··· The data

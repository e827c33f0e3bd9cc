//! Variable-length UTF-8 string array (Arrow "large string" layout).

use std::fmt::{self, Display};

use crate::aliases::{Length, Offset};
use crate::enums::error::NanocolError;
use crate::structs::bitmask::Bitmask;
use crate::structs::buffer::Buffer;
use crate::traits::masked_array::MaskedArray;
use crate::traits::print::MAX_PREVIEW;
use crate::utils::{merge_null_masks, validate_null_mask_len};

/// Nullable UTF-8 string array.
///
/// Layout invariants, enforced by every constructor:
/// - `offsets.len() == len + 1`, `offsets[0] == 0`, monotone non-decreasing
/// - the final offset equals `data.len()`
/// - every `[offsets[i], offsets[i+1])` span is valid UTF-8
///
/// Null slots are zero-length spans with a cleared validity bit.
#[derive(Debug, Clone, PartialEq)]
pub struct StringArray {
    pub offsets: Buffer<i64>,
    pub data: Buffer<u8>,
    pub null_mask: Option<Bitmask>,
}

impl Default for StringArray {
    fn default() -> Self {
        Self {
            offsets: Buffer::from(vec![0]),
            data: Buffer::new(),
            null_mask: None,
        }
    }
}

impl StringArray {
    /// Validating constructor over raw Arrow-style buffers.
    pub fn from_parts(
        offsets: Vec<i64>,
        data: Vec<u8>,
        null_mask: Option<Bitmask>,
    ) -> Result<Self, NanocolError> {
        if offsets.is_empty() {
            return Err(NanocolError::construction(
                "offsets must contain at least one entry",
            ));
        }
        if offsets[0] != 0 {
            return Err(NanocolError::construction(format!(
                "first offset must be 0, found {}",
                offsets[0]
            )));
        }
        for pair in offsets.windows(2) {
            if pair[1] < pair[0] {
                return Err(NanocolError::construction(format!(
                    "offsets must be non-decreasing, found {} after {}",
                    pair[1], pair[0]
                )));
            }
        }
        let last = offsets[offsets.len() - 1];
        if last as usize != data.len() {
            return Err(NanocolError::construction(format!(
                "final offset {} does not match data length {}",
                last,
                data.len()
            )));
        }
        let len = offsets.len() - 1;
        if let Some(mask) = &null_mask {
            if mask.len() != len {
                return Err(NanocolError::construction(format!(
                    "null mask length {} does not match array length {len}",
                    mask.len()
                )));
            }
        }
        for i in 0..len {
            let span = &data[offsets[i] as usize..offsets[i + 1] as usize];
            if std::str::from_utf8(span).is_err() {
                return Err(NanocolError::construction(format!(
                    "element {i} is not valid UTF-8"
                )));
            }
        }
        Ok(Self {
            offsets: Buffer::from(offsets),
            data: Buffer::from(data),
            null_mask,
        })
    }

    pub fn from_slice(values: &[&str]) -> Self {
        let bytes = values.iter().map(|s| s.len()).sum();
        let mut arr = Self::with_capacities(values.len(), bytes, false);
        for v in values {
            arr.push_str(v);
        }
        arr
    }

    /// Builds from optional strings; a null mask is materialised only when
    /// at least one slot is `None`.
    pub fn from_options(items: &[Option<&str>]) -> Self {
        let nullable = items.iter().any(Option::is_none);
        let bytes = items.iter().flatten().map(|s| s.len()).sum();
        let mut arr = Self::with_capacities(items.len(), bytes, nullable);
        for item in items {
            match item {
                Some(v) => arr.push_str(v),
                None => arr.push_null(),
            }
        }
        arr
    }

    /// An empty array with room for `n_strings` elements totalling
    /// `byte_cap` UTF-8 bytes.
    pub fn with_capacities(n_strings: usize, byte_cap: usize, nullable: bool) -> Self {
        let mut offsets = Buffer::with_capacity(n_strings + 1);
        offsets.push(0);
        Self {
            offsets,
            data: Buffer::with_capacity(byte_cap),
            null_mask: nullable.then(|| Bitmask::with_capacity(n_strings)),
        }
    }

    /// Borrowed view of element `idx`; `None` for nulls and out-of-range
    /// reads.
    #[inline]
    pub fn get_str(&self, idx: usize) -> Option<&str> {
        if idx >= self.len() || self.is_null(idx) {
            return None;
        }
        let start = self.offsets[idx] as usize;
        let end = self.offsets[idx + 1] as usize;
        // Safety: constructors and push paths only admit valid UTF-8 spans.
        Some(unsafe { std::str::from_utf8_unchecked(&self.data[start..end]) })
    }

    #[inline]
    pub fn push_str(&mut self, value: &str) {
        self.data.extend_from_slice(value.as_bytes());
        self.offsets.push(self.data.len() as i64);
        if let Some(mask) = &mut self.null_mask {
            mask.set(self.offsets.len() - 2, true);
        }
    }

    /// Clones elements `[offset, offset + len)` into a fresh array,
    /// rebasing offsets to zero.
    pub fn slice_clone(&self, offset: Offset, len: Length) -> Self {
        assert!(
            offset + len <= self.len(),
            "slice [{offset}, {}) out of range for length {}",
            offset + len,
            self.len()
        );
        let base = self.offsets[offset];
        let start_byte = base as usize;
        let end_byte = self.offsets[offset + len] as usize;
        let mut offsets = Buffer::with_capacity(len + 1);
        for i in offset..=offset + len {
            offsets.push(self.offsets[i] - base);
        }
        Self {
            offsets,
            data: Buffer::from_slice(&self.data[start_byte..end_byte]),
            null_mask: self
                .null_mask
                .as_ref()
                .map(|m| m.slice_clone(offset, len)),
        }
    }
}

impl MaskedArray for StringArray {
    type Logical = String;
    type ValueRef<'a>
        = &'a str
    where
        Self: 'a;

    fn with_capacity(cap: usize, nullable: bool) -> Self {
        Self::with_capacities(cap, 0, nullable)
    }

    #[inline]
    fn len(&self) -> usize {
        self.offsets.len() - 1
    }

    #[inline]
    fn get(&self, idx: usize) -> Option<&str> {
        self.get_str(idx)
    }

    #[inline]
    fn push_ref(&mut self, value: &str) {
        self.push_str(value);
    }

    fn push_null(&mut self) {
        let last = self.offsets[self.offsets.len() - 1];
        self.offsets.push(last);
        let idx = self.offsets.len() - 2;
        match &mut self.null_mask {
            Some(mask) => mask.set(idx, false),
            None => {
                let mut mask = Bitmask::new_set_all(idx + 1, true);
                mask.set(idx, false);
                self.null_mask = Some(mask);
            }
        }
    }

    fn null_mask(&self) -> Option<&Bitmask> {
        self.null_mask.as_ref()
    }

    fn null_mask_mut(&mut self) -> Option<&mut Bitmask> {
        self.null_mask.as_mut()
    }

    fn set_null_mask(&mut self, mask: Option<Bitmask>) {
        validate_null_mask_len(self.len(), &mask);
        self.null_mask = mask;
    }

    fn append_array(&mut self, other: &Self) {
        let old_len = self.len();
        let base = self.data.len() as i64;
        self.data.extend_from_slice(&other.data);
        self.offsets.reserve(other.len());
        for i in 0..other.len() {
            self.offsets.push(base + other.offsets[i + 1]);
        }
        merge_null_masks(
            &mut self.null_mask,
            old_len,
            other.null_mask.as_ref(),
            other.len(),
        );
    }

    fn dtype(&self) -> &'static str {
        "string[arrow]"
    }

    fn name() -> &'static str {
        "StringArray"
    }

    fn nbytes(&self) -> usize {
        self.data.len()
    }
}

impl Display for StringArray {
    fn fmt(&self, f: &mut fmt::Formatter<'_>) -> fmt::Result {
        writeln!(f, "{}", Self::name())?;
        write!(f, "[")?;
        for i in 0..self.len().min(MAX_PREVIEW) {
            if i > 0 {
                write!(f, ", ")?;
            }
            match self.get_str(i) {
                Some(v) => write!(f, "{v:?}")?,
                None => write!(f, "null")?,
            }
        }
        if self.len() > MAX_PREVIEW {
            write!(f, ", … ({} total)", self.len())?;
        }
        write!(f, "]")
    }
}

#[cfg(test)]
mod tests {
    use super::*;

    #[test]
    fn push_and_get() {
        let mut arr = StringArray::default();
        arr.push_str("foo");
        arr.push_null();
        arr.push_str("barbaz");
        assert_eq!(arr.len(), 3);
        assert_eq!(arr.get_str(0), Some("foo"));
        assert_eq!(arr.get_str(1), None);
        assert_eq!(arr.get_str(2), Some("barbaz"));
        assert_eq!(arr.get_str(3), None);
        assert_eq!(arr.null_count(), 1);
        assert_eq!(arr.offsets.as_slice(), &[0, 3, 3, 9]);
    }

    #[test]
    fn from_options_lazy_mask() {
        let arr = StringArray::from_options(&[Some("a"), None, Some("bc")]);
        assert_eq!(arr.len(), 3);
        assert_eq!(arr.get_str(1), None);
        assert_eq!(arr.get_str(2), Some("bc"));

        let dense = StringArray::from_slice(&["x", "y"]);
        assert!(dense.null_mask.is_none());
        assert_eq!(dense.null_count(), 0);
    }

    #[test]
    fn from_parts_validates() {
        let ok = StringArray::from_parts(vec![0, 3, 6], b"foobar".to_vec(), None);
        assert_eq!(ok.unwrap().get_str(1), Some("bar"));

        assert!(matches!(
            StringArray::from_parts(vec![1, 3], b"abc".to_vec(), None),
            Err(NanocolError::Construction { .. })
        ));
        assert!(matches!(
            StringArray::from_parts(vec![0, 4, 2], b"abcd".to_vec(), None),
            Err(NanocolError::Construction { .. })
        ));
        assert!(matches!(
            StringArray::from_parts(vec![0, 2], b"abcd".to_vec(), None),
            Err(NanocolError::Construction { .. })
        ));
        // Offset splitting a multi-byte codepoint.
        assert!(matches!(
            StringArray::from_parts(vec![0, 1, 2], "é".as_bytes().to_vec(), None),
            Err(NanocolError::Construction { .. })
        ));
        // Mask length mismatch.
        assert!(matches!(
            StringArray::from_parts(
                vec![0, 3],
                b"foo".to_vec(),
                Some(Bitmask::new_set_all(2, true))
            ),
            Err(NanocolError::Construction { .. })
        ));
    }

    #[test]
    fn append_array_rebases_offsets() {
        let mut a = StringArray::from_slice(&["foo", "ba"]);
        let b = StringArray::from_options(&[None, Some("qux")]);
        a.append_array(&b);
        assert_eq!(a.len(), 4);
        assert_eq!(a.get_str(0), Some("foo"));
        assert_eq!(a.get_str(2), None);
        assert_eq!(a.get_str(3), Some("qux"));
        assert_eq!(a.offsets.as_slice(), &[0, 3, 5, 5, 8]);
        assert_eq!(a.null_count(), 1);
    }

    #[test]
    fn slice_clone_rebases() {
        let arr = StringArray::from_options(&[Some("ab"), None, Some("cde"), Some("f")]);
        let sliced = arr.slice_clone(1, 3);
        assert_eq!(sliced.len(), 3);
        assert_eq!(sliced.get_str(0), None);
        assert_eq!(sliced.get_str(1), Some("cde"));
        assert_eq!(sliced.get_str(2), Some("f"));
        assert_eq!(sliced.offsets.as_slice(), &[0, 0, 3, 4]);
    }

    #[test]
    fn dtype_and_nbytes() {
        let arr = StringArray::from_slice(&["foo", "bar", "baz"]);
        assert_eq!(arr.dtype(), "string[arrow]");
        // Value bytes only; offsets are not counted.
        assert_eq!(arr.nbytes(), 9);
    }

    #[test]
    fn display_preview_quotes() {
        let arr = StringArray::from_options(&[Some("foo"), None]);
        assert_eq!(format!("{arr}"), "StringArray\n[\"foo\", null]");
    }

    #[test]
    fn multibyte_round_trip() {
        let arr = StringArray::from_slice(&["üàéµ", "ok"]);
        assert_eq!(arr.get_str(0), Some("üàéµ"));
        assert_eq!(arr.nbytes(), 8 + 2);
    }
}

······
··· The data

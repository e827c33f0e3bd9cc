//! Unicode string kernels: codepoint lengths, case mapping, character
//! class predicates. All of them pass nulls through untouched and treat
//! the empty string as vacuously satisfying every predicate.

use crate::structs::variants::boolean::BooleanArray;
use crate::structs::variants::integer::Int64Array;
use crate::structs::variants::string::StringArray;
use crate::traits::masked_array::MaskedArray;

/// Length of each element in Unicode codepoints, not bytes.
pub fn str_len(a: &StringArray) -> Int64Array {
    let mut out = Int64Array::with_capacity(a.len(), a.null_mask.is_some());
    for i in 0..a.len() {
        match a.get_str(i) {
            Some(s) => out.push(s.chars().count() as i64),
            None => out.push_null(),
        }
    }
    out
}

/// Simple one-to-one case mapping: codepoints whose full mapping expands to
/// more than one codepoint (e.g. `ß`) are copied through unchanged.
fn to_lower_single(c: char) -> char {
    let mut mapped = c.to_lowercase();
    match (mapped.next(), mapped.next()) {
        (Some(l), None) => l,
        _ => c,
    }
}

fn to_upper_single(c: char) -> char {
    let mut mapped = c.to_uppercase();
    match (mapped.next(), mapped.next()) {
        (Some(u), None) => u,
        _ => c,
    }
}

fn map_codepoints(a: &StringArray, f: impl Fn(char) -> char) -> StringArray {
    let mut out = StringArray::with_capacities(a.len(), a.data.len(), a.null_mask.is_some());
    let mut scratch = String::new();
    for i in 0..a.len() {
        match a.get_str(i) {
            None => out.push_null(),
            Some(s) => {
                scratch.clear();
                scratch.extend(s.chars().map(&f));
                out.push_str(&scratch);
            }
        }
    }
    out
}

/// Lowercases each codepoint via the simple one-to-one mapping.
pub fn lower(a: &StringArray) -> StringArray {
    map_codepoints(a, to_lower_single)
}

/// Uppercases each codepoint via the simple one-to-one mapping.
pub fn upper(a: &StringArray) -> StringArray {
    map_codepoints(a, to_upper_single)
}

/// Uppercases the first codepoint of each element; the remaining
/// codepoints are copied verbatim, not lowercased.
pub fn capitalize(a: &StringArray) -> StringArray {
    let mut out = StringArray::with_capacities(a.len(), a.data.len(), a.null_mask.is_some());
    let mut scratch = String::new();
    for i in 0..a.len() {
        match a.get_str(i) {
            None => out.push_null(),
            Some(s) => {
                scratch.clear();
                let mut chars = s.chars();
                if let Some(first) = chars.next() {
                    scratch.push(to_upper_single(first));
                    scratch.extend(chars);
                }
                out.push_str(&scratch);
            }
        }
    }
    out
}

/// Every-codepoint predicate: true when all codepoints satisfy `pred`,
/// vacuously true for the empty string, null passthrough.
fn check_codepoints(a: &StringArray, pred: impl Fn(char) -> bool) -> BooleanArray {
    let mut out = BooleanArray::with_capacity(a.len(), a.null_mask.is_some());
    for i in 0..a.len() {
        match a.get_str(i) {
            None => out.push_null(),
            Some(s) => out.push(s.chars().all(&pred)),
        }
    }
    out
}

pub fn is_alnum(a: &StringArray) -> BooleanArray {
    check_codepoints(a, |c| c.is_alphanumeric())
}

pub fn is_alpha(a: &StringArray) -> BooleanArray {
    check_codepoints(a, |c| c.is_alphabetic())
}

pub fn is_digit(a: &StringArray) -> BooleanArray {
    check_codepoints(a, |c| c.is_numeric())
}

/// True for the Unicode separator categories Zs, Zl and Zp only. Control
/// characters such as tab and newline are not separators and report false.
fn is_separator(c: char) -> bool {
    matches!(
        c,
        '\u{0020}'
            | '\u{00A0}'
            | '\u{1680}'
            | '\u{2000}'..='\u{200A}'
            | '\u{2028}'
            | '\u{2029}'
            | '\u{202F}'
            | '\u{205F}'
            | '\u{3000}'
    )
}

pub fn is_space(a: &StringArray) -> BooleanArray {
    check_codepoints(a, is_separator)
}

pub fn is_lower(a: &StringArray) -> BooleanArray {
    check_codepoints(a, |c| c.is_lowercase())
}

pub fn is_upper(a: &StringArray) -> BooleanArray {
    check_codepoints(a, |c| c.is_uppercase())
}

······

- _Exercise description_
Give only the lines from the one holding "return None;" through the one holding "out of range", each restated exactly as it appears above.

- _Answer section_
            return None;
        }
        let start = self.offsets[idx] as usize;
        let end = self.offsets[idx + 1] as usize;
        // Safety: constructors and push paths only admit valid UTF-8 spans.
        Some(unsafe { std::str::from_utf8_unchecked(&self.data[start..end]) })
    }

    #[inline]
    pub fn push_str(&mut self, value: &str) {
        self.data.extend_from_slice(value.as_bytes());
        self.offsets.push(self.data.len() as i64);
        if let Some(mask) = &mut self.null_mask {
            mask.set(self.offsets.len() - 2, true);
        }
    }

    /// Clones elements `[offset, offset + len)` into a fresh array,
    /// rebasing offsets to zero.
    pub fn slice_clone(&self, offset: Offset, len: Length) -> Self {
        assert!(
            offset + len <= self.len(),
            "slice [{offset}, {}) out of range for length {}",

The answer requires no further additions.